The following are potential implementations of equality operators: - Node graph isomorphism: This is an undecidable problem is computationally intractable. However, it is the most accurate representation of the true equality operator. - CoreIR/verilog string comparison: This method is computationally tractable but is bottle-necked by the specific backend compilation flows (which we have found to incur a significant cost). They are also fairly conservative, in that many false negatives are possible. For instance, if instances are re-ordered or renamed, then the circuits will not be considered to be equal. - Circuit characteristics: This method compares a few high-level circuit characteristics, such as the number of instances, the number of outgoing edges for each instance, etc. This method is very fast, and can be done entirely in magma. However, it will likely be more conservative than the CoreIR/verilog string comparison approach.

Hashing

On top of any of the above mechanisms, we can apply hashing which would further speed up comparison times, since only hashes would have to be compared not the entire circuit.

Late vs. Early binding

Another important concern is when uniquification takes place. On one hand, we can perform uniquification at circuit definition time. In implementation, we found this to be easier to perform but if suffers from two major setbacks: - Uniquification of dynamic circuits: if circuits are not static, i.e. they can be modified after the first time they are defined, then uniquification at definition time is invalid. In particular, if two circuit definitions are found to be equal at definition time, they maybe merged into the same name; however, if they are modified downstream, then this mergning is invalid and the compiled output will also be incorrect. - Performance: it is possible that circuits which are defined during the course of a program are never actually used during a compilation. Especially when external libraries are imported (e.g. mantle) this can bloat the context and result in a lot more uniquification passes than necessary.

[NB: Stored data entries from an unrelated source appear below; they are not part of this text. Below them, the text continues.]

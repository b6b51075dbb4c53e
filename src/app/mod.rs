// Console-facing collaborators of the catalog: the menu session and output rendering.

pub mod one_shot;
pub mod render;
pub mod session;
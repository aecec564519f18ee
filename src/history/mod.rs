//! Session-scoped history of score observations, one shared buffer per session.

mod buffer;

pub use buffer::HistoryBuffer;

use crate::risk::TaggedScore;
use chrono::{DateTime, Utc};
use serde::{Deserialize, Serialize};

/// Observations kept per session; the oldest is evicted first.
pub const MAX_HISTORY: usize = 40;

/// One prediction outcome captured for the history trace. Immutable once
/// created; the score carries the mode it was produced under.
#[derive(Debug, Clone, PartialEq, Serialize, Deserialize)]
pub struct ScoreObservation {
    pub timestamp: DateTime<Utc>,
    pub score: TaggedScore,
    pub is_anomaly: bool,
    pub asset_id: String,
}

impl ScoreObservation {
    pub fn new(asset_id: impl Into<String>, score: TaggedScore, is_anomaly: bool) -> Self {
        Self {
            timestamp: Utc::now(),
            score,
            is_anomaly,
            asset_id: asset_id.into(),
        }
    }
}
//! Risk scoring: raw model scores to bounded percentages and insight text.

mod engine;

pub use engine::{assess, risk_percent, Insight, ModelMode, RiskAssessment, TaggedScore};
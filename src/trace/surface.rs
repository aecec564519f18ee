//! In-memory RGBA surface addressed in layout units, scaled by pixel density.

use ndarray::Array2;

/// Packed 0xRRGGBBAA color.
#[derive(Debug, Clone, Copy, PartialEq, Eq)]
pub struct Color(pub u32);

impl Color {
    pub const fn rgb(r: u8, g: u8, b: u8) -> Self {
        Color(((r as u32) << 24) | ((g as u32) << 16) | ((b as u32) << 8) | 0xff)
    }
}

/// Raster target for the history trace.
///
/// The layout box is in layout units; the backing store is layout times the
/// device pixel ratio, so strokes stay crisp on dense displays. The backing
/// dimensions are re-derived from the layout box on every render, which also
/// clears the previous frame.
#[derive(Debug, Clone)]
pub struct TraceSurface {
    layout_width: f32,
    layout_height: f32,
    device_pixel_ratio: f32,
    pixels: Array2<u32>,
}

impl TraceSurface {
    pub fn new(layout_width: f32, layout_height: f32, device_pixel_ratio: f32) -> Self {
        let dpr = if device_pixel_ratio.is_finite() && device_pixel_ratio > 0.0 {
            device_pixel_ratio
        } else {
            1.0
        };
        let mut surface = Self {
            layout_width,
            layout_height,
            device_pixel_ratio: dpr,
            pixels: Array2::zeros((0, 0)),
        };
        surface.prepare();
        surface
    }

    pub fn layout_width(&self) -> f32 {
        self.layout_width
    }

    pub fn layout_height(&self) -> f32 {
        self.layout_height
    }

    pub fn device_pixel_ratio(&self) -> f32 {
        self.device_pixel_ratio
    }

    /// Resize the layout box, e.g. after the containing view changes.
    pub fn set_layout(&mut self, width: f32, height: f32) {
        self.layout_width = width;
        self.layout_height = height;
    }

    /// Backing store size in device pixels, width then height.
    pub fn backing_size(&self) -> (usize, usize) {
        let (rows, cols) = self.pixels.dim();
        (cols, rows)
    }

    /// Re-derive the backing store from the layout box and leave it cleared.
    pub(crate) fn prepare(&mut self) {
        let width = (self.layout_width * self.device_pixel_ratio).round().max(0.0) as usize;
        let height = (self.layout_height * self.device_pixel_ratio).round().max(0.0) as usize;
        if self.pixels.dim() == (height, width) {
            self.clear();
        } else {
            self.pixels = Array2::zeros((height, width));
        }
    }

    pub fn clear(&mut self) {
        self.pixels.fill(0);
    }

    pub fn pixel(&self, x: usize, y: usize) -> Color {
        Color(self.pixels[[y, x]])
    }

    pub fn is_blank(&self) -> bool {
        self.pixels.iter().all(|p| *p == 0)
    }

    /// Stroke a polyline given in layout units. Coordinates are scaled by the
    /// device pixel ratio; joins and caps are round by construction.
    pub fn stroke_polyline(&mut self, points: &[(f32, f32)], color: Color, width: f32) {
        if points.len() < 2 {
            return;
        }
        let dpr = self.device_pixel_ratio;
        let radius = width * dpr / 2.0;
        for pair in points.windows(2) {
            let (x0, y0) = (pair[0].0 * dpr, pair[0].1 * dpr);
            let (x1, y1) = (pair[1].0 * dpr, pair[1].1 * dpr);
            self.stamp_segment(x0, y0, x1, y1, radius, color);
        }
    }

    /// Stamp overlapping disks along the segment, one radius apart.
    fn stamp_segment(&mut self, x0: f32, y0: f32, x1: f32, y1: f32, radius: f32, color: Color) {
        let dx = x1 - x0;
        let dy = y1 - y0;
        let length = (dx * dx + dy * dy).sqrt();
        let step = radius.max(0.5);
        let steps = ((length / step).ceil() as usize).max(1);
        for i in 0..=steps {
            let t = i as f32 / steps as f32;
            self.stamp_disk(x0 + dx * t, y0 + dy * t, radius, color);
        }
    }

    fn stamp_disk(&mut self, cx: f32, cy: f32, radius: f32, color: Color) {
        let (rows, cols) = self.pixels.dim();
        if rows == 0 || cols == 0 {
            return;
        }
        let r = radius.max(0.5);
        let x0 = ((cx - r).floor() as i64).max(0);
        let x1 = ((cx + r).ceil() as i64).min(cols as i64 - 1);
        let y0 = ((cy - r).floor() as i64).max(0);
        let y1 = ((cy + r).ceil() as i64).min(rows as i64 - 1);
        let r2 = r * r;
        for y in y0..=y1 {
            for x in x0..=x1 {
                let dx = x as f32 + 0.5 - cx;
                let dy = y as f32 + 0.5 - cy;
                if dx * dx + dy * dy <= r2 {
                    self.pixels[[y as usize, x as usize]] = color.0;
                }
            }
        }
    }
}
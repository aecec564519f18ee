//! Bounded FIFO buffer of observations; append evicts from the head.

use super::{ScoreObservation, MAX_HISTORY};
use std::collections::VecDeque;

/// Shared session history across all assets. One completion path appends;
/// trace views re-render from the buffer afterwards.
#[derive(Debug, Clone)]
pub struct HistoryBuffer {
    points: VecDeque<ScoreObservation>,
    capacity: usize,
}

impl Default for HistoryBuffer {
    fn default() -> Self {
        Self::new(MAX_HISTORY)
    }
}

impl HistoryBuffer {
    pub fn new(capacity: usize) -> Self {
        Self {
            points: VecDeque::with_capacity(capacity),
            capacity,
        }
    }

    /// Append at the tail; drop from the head while over capacity.
    pub fn append(&mut self, observation: ScoreObservation) {
        self.points.push_back(observation);
        while self.points.len() > self.capacity {
            self.points.pop_front();
        }
    }

    /// Observations for one asset, insertion order preserved.
    pub fn for_asset(&self, asset_id: &str) -> Vec<&ScoreObservation> {
        self.points
            .iter()
            .filter(|p| p.asset_id == asset_id)
            .collect()
    }

    pub fn iter(&self) -> impl Iterator<Item = &ScoreObservation> {
        self.points.iter()
    }

    pub fn len(&self) -> usize {
        self.points.len()
    }

    pub fn is_empty(&self) -> bool {
        self.points.is_empty()
    }
}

These issues are circumvented if we late-bind the uniquification process. In particular, we propose performing uniquification as a pass at compile time.

Proposal

We propose the following methodology for uniquification: First, all circuits are attached with a "nominal" name. This is merely a label given to the circuit by the user, but has no semantic meaning. For circuits defined using the class klass(magma.Circuit) mechanism, this will be the class name; for circuits defined using magma.DefineCircuit, the nominal name will be that which is passed into the DefineCircuit function. At the time of circuit definition we do not consider the nominal name; it is effectively metadata.

At compilation time, we perform a pass to change the name of all circuits such that they are unique based on some choice of an equality operator. That is, after this pass, it is guaranteed that any 2 circuits which are not "equal" have different names. Given a single "top", we can perform this pass in toplogical order of dependencies (since circular references are not allowed).